WHAT TO PRODUCE:
The answer should consist of each line from the data below that includes "hint".

Collected data entries
********

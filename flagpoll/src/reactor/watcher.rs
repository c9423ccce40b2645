//! Per-descriptor readiness watchers.

use super::core::Loop;

use bitflags::bitflags;
use std::fmt;
use std::os::fd::RawFd;

bitflags! {
    /// Readiness events, expressed with the `poll(2)` event bits.
    #[derive(Debug, Clone, Copy, PartialEq, Eq, Hash, Default)]
    pub struct Events: i16 {
        const READABLE = libc::POLLIN;
        const PRIORITY = libc::POLLPRI;
        const WRITABLE = libc::POLLOUT;
        const ERROR = libc::POLLERR;
        const HANGUP = libc::POLLHUP;
        const INVALID = libc::POLLNVAL;
    }
}

/// Callback invoked on the loop thread with the events that fired.
pub(crate) type IoCallback = Box<dyn FnMut(&mut Loop, RawFd, Events)>;

/// Registered interest in one descriptor.
pub(crate) struct Watcher {
    /// Events requested by the owner.
    pub(crate) pevents: Events,

    /// Events currently installed in the FD set.
    pub(crate) events: Events,

    /// `None` while the callback is running.
    pub(crate) callback: Option<IoCallback>,

    /// Whether the descriptor sits in the newly-registered watcher queue.
    pub(crate) queued: bool,
}

impl Watcher {
    pub(crate) fn new(callback: IoCallback) -> Self {
        Self {
            pevents: Events::empty(),
            events: Events::empty(),
            callback: Some(callback),
            queued: false,
        }
    }
}

impl fmt::Debug for Watcher {
    fn fmt(&self, f: &mut fmt::Formatter<'_>) -> fmt::Result {
        f.debug_struct("Watcher")
            .field("pevents", &self.pevents)
            .field("events", &self.events)
            .field("queued", &self.queued)
            .finish_non_exhaustive()
    }
}
use std::hint;
use std::thread;

/// Default number of relax iterations between two yields.
///
/// A prime, so the spinning side does not fall into lockstep with a peer
/// running a loop of similar length.
pub(crate) const DEFAULT_SPIN_LIMIT: u32 = 997;

/// Busy-waits until `done` returns `true`.
///
/// Checks `done` up to `spin_limit` times with a CPU relax hint in between,
/// then yields the CPU to let a preempted peer finish, and starts over.
pub(crate) fn spin_then_yield(spin_limit: u32, mut done: impl FnMut() -> bool) {
    loop {
        for _ in 0..spin_limit {
            if done() {
                return;
            }
            hint::spin_loop();
        }

        thread::yield_now();
    }
}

********

EXPECTED ANSWER:
use std::hint;
/// Checks `done` up to `spin_limit` times with a CPU relax hint in between,
            hint::spin_loop();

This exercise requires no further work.